Record excerpts >>
• • • • •

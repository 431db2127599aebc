//! Azure resource ID parsing.
//!
//! A resource ID is a `/`-separated list of key/value pairs:
//!
//! ```text
//! /subscriptions/{sub}/resourceGroups/{rg}/providers/Microsoft.Logic/workflows/{wf}/triggers/{name}
//! ```

use std::collections::HashMap;
use std::fmt;

#[derive(Debug, Clone, PartialEq, Eq, thiserror::Error)]
pub enum ResourceIdError {
  #[error("resource ID must not be empty")]
  Empty,

  #[error("the number of path segments is not divisible by 2 in {0:?}")]
  OddSegments(String),

  #[error("key/value cannot be empty strings in {0:?}")]
  EmptySegment(String),

  #[error("no subscription ID found in {0:?}")]
  MissingSubscription(String),

  #[error("no resource group found in {0:?}")]
  MissingResourceGroup(String),

  #[error("no `{segment}` segment found in {id:?}")]
  MissingSegment { segment: &'static str, id: String },
}

/// A parsed resource ID.
///
/// `subscriptions`, `resourceGroups` and `providers` are lifted into their own
/// fields; every other key/value pair lands in `path`.
#[derive(Debug, Clone, PartialEq, Eq)]
pub struct ResourceId {
  pub subscription_id: String,
  pub resource_group: String,
  pub provider: String,
  pub path: HashMap<String, String>,
}

impl ResourceId {
  pub fn parse(id: &str) -> Result<Self, ResourceIdError> {
    let trimmed = id.trim_matches('/');
    if trimmed.is_empty() {
      return Err(ResourceIdError::Empty);
    }

    let components: Vec<&str> = trimmed.split('/').collect();
    if components.len() % 2 != 0 {
      return Err(ResourceIdError::OddSegments(id.to_string()));
    }

    let mut path = HashMap::with_capacity(components.len() / 2);
    for pair in components.chunks_exact(2) {
      let (key, value) = (pair[0], pair[1]);
      if key.is_empty() || value.is_empty() {
        return Err(ResourceIdError::EmptySegment(id.to_string()));
      }
      path.insert(key.to_string(), value.to_string());
    }

    let subscription_id = path
      .remove("subscriptions")
      .ok_or_else(|| ResourceIdError::MissingSubscription(id.to_string()))?;

    // Some older APIs return the lowercased key.
    let resource_group = path
      .remove("resourceGroups")
      .or_else(|| path.remove("resourcegroups"))
      .unwrap_or_default();

    let provider = path.remove("providers").unwrap_or_default();

    Ok(Self {
      subscription_id,
      resource_group,
      provider,
      path,
    })
  }

  /// Value of a path segment, e.g. `workflows`.
  pub fn segment(&self, key: &str) -> Option<&str> {
    self.path.get(key).map(String::as_str)
  }
}

/// Identifies one trigger inside a workflow of a subscription.
#[derive(Debug, Clone, PartialEq, Eq, Hash)]
pub struct TriggerId {
  pub subscription_id: String,
  pub resource_group: String,
  pub workflow_name: String,
  pub trigger_name: String,
}

impl TriggerId {
  pub fn new(
    subscription_id: impl Into<String>,
    resource_group: impl Into<String>,
    workflow_name: impl Into<String>,
    trigger_name: impl Into<String>,
  ) -> Self {
    Self {
      subscription_id: subscription_id.into(),
      resource_group: resource_group.into(),
      workflow_name: workflow_name.into(),
      trigger_name: trigger_name.into(),
    }
  }

  /// Parse a trigger resource ID (`.../workflows/{wf}/triggers/{name}`).
  pub fn parse(id: &str) -> Result<Self, ResourceIdError> {
    let parsed = ResourceId::parse(id)?;
    let trigger_name = required_segment(&parsed, "triggers", id)?;
    Self::for_workflow(&parsed, id, trigger_name)
  }

  /// Build the ID of trigger `trigger_name` on the workflow `workflow_id`.
  pub fn from_workflow_id(workflow_id: &str, trigger_name: &str) -> Result<Self, ResourceIdError> {
    let parsed = ResourceId::parse(workflow_id)?;
    Self::for_workflow(&parsed, workflow_id, trigger_name.to_string())
  }

  /// Whether this trigger lives in `subscription_id`. Subscription IDs are
  /// GUIDs, so the comparison ignores case.
  pub fn in_subscription(&self, subscription_id: &str) -> bool {
    self.subscription_id.eq_ignore_ascii_case(subscription_id)
  }

  fn for_workflow(
    parsed: &ResourceId,
    id: &str,
    trigger_name: String,
  ) -> Result<Self, ResourceIdError> {
    if parsed.resource_group.is_empty() {
      return Err(ResourceIdError::MissingResourceGroup(id.to_string()));
    }
    let workflow_name = required_segment(parsed, "workflows", id)?;

    Ok(Self {
      subscription_id: parsed.subscription_id.clone(),
      resource_group: parsed.resource_group.clone(),
      workflow_name,
      trigger_name,
    })
  }
}

impl fmt::Display for TriggerId {
  fn fmt(&self, f: &mut fmt::Formatter<'_>) -> fmt::Result {
    write!(
      f,
      "Trigger {:?} (Logic App {:?} / Resource Group {:?})",
      self.trigger_name, self.workflow_name, self.resource_group
    )
  }
}

fn required_segment(
  parsed: &ResourceId,
  segment: &'static str,
  id: &str,
) -> Result<String, ResourceIdError> {
  parsed
    .segment(segment)
    .map(str::to_string)
    .ok_or_else(|| ResourceIdError::MissingSegment {
      segment,
      id: id.to_string(),
    })
}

• • • • •

Exercise goal >>
Copy out the data above word for word, starting at its first line and ending with the line that contains "pub enum ResourceIdError".

Exercise response >>
repository 431db2127599aebc
//! Azure resource ID parsing.
//!
//! A resource ID is a `/`-separated list of key/value pairs:
//!
//! ```text
//! /subscriptions/{sub}/resourceGroups/{rg}/providers/Microsoft.Logic/workflows/{wf}/triggers/{name}
//! ```

use std::collections::HashMap;
use std::fmt;

#[derive(Debug, Clone, PartialEq, Eq, thiserror::Error)]
pub enum ResourceIdError {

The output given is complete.